Plasticity of AMPAR EPSCs by sound-evoked reduction of presynaptic zinc levels in DCN parallel fiber synapses. (A) Representative PF EPSCs from sham- and noise-exposed mice before and after ZX1 application. (B) Time course of PF EPSC amplitude from sham- and noise-exposed mice before and after ZX1 application (PF EPSC amplitude: sham-exposed: 145.55 ± 6.87% of baseline, n = 5, P < 0.01; noise-exposed: 96.98 ± 4.85% of baseline, n = 5, P = 0.83; sham- vs. noise-exposed: P < 0.01). (C) Representative zinc-mediated fluorescent signals in sham- and noise-exposed mice at increasing concentrations of DA-ZP1. (D) Summary graph of fluorescence intensity at different concentrations of DA-ZP1 (fluorescence intensity in arbitrary units: sham- vs. noise-exposed, n = 5, P = 0.02 for 0.25 µM; P = 0.15 for 0.5 µM; P < 0.01 for 0.75 µM; P = 0.03 for 1 µM). (E, Left) Representative evoked, zinc-mediated fluorescent signals in sham- and noise-exposed mice in response to increasing number of pulses at 100 Hz. (Right) Time course of representative ratiometric fluorescent signals. (F) Summary graph of normalized extracellular zinc concentrations.
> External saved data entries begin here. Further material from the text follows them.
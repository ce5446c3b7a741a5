use std::env;
use std::net::SocketAddr;
use std::path::PathBuf;
use std::str::FromStr;
use std::time::Duration;

pub mod cors;
pub mod security;

pub use cors::create_cors_layer;
pub use security::create_security_headers_layer;

const DEFAULT_PORT: u16 = 3001;
const DEFAULT_MAX_CONNECTIONS: u32 = 5;
const DEFAULT_STORAGE_ROOT: &str = "./storage";
const DEFAULT_PUBLIC_STORAGE_URL: &str = "http://localhost:3001/storage";
const DEFAULT_REQUEST_TIMEOUT_SECS: u64 = 30;
const DEFAULT_SESSION_TTL_HOURS: i64 = 24 * 7;

#[derive(Debug, Clone)]
pub struct Config {
    /// `None` runs against the in-memory store.
    pub database_url: Option<String>,
    pub max_connections: u32,
    pub bind_addr: SocketAddr,
    pub storage_root: PathBuf,
    pub public_storage_url: String,
    pub request_timeout: Duration,
    pub session_ttl: chrono::Duration,
    pub cors_allowed_origins: Vec<String>,
    /// `RUST_ENV=production`; enables HSTS.
    pub production: bool,
}

impl Config {
    pub fn from_env() -> Self {
        Self::from_lookup(|key| env::var(key).ok())
    }

    /// Build from any key lookup; unparsable values fall back to defaults.
    pub fn from_lookup(lookup: impl Fn(&str) -> Option<String>) -> Self {
        Self {
            database_url: lookup("DATABASE_URL").filter(|url| !url.trim().is_empty()),
            max_connections: parse_or(
                &lookup,
                "DATABASE_MAX_CONNECTIONS",
                DEFAULT_MAX_CONNECTIONS,
            ),
            bind_addr: lookup("BIND_ADDR")
                .and_then(|raw| parse_logged("BIND_ADDR", &raw))
                .unwrap_or_else(|| SocketAddr::from(([0, 0, 0, 0], DEFAULT_PORT))),
            storage_root: lookup("STORAGE_ROOT")
                .map(PathBuf::from)
                .unwrap_or_else(|| PathBuf::from(DEFAULT_STORAGE_ROOT)),
            public_storage_url: lookup("PUBLIC_STORAGE_URL")
                .unwrap_or_else(|| DEFAULT_PUBLIC_STORAGE_URL.to_string()),
            request_timeout: Duration::from_secs(parse_or(
                &lookup,
                "REQUEST_TIMEOUT_SECS",
                DEFAULT_REQUEST_TIMEOUT_SECS,
            )),
            session_ttl: session_ttl(&lookup),
            cors_allowed_origins: lookup("CORS_ALLOWED_ORIGINS")
                .unwrap_or_else(|| cors::DEFAULT_ALLOWED_ORIGINS.to_string())
                .split(',')
                .map(str::trim)
                .filter(|origin| !origin.is_empty())
                .map(str::to_string)
                .collect(),
            production: lookup("RUST_ENV")
                .is_some_and(|v| v.trim().eq_ignore_ascii_case("production")),
        }
    }
}

fn parse_logged<T: FromStr>(key: &str, raw: &str) -> Option<T> {
    match raw.trim().parse() {
        Ok(value) => Some(value),
        Err(_) => {
            tracing::warn!("Config: invalid value '{}' for {}, using default", raw, key);
            None
        }
    }
}

/// `SESSION_TTL_HOURS` must be positive and representable as a duration.
fn session_ttl(lookup: &impl Fn(&str) -> Option<String>) -> chrono::Duration {
    let default = chrono::Duration::hours(DEFAULT_SESSION_TTL_HOURS);
    let Some(hours) = lookup("SESSION_TTL_HOURS")
        .and_then(|raw| parse_logged::<i64>("SESSION_TTL_HOURS", &raw))
    else {
        return default;
    };
    match chrono::Duration::try_hours(hours).filter(|_| hours > 0) {
        Some(ttl) => ttl,
        None => {
            tracing::warn!(
                "Config: SESSION_TTL_HOURS must be a positive number of hours, got {}, using default",
                hours
            );
            default
        }
    }
}

fn parse_or<T: FromStr>(lookup: &impl Fn(&str) -> Option<String>, key: &str, default: T) -> T {
    lookup(key)
        .and_then(|raw| parse_logged(key, &raw))
        .unwrap_or(default)
}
Concentrations from noise-exposed mice are normalized to sham-exposed average concentrations.

Fig. S4.

(A–C) Representative traces of ABR traces in response to sound clicks presented at different intensities (dB) levels from a sham-exposed, exposed ear (A), noise-exposed, exposed ear (B), and noise-exposed animal, unexposed, contralateral ear (C). I-V represent the different waves of the ABR. (D) Summary graph of ABR thresholds from sham-exposed, ipsilateral ears and noise-exposed, contralateral ears (sham-exposed: 34 ± 5.47 dB, n = 5; noise-exposed contralateral ear: 61.8 ± 8.72 dB, n = 5, P < 0.01, Student unpaired t test). ABR thresholds for noise-exposed animals, exposed ears were above 90 dB were not detected with our system. (E and F) Summary of PPR (E) and CV (F) of fusiform cell PF EPSCs from sham- and noise-exposed mice. (PPR: sham-exposed: 2.14 ± 0.17, noise-exposed: 2.45 ± 0.27; P = 0.35, n = 5, Student unpaired t test; CV: sham-exposed: 0.26 ± 0.04, noise-exposed: 0.20 ± 0.03; P = 0.26, Student unpaired t test.) (G and H) Summary graph of PPR (G) and CV (H) of AN EPSCs from sham- and noise-exposed mice (PPR: sham-exposed: 0.93 ± 0.07, noise-exposed: 0.98 ± 0.04, P = 0.42, n = 5, Student unpaired t test; CV: sham-exposed: 0.18 ± 0.02; noise-exposed: 0.33 ± 0.03, P < 0.01, Student unpaired t test). Values represent mean ± SEM.